Co-founded in 1975 by Rem Koolhaas, OMA has continuously challenged architectural norms through projects that are as conceptual as they are civically minded. Emerging in the late 1990s and early 2000s, van Duijn and Shigematsu witnessed a profession in transformation: post-Bilbao, increasingly global and ever more interdisciplinary.

As OMA began collaborating with Prada, the studio expanded architecture’s boundaries by designing not just buildings but new cultural formats: stores as epicentres, museums as public squares and offices as sites for encounter and social wellbeing rather than routine.
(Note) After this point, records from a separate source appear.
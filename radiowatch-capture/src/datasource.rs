// Copyright 2024-Present Datadog, Inc. https://www.datadoghq.com/
// SPDX-License-Identifier: Apache-2.0

//! One datasource: the server side of a single capture helper.
//!
//! State machine: `idle → probing|listing|opening → running → erroring →
//! (retry|closed)`.  Probing and listing are transient paths that launch a
//! helper only for the query and tear it down quietly afterwards.
//!
//! Session flow: on connect we send a version probe ping; the pong releases
//! whichever request was queued (probe, list, or open).  Pings repeat every
//! five seconds; a pong older than fifteen declares the helper dead.

use std::path::PathBuf;
use std::sync::atomic::{AtomicBool, AtomicU64, Ordering};
use std::sync::{Arc, Mutex};
use std::time::Duration;

use futures::{SinkExt, StreamExt};
use rwcommon::config::SourceDefinition;
use rwcommon::MutexExt;
use tokio::io::{AsyncRead, AsyncWrite};
use tokio::sync::mpsc;
use tokio_util::codec::{FramedRead, FramedWrite};
use tracing::{debug, error, info, warn};
use uuid::Uuid;

use radiowatch_eventbus::{channels as bus_channels, Event, EventBus};
use radiowatch_model::location::LocationFull;
use radiowatch_model::rrd::MinuteRrd;
use radiowatch_packet::chain::CoreComponents;
use radiowatch_packet::packet::{
    DatasourceInfo, GpsInfo, JsonInfo, LinkFrame, NoGps, Packet, SignalInfo,
};
use radiowatch_packet::PacketChain;
use radiowatch_proto::blocks::{msg_type, ChanHopBlock, GpsBlock, InterfaceBlock};
use radiowatch_proto::frame::{FrameCodec, WireFrame};
use radiowatch_proto::v2::{self, V2Command, V2DataReport, V2OpenSourceReport, V2ProbeSourceReport};
use radiowatch_proto::v3::{ConfigReq, OpenReport, PacketReport, ProbeReport, V3Payload, CODE_OK};

use crate::channels::merge_channels;
use crate::command::{CommandCallback, CommandKind, CommandMap};

const PING_INTERVAL: Duration = Duration::from_secs(5);
const PONG_DEADLINE: Duration = Duration::from_secs(15);
const RETRY_DELAY: Duration = Duration::from_secs(5);

#[derive(Debug, Clone, Copy, PartialEq, Eq)]
pub enum SourceState {
    Idle,
    Probing,
    Listing,
    Opening,
    Running,
    Erroring,
    Retrying,
    Closed,
}

/// Resolved per-source options: the parsed definition plus the builder's
/// capabilities.
#[derive(Debug, Clone)]
pub struct SourceOptions {
    pub definition: SourceDefinition,
    pub name: String,
    pub interface: String,
    pub source_type: String,
    pub binary: Option<PathBuf>,
    pub passive: bool,
    pub remote: bool,
    pub retry: bool,
    pub clobber_timestamp: bool,
    pub suppress_gps: bool,
    pub dlt_override: Option<u32>,
    /// Pins all of this source's packets to one worker.
    pub assignment_id: u32,
}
Today, OMA approaches architecture as both a spatial and urban act – centred on flexibility, specificity and public impact. Whether reimagining the office post-pandemic or adapting historic and cultural buildings for new uses, it remains driven by one essential question: what more can a space become?

Partners Chris van Duijn and Shohei Shigematsu speak with Schön! alive and reflect on their early influences and how those creative impulses led them to join OMA at a pivotal time in architectural history.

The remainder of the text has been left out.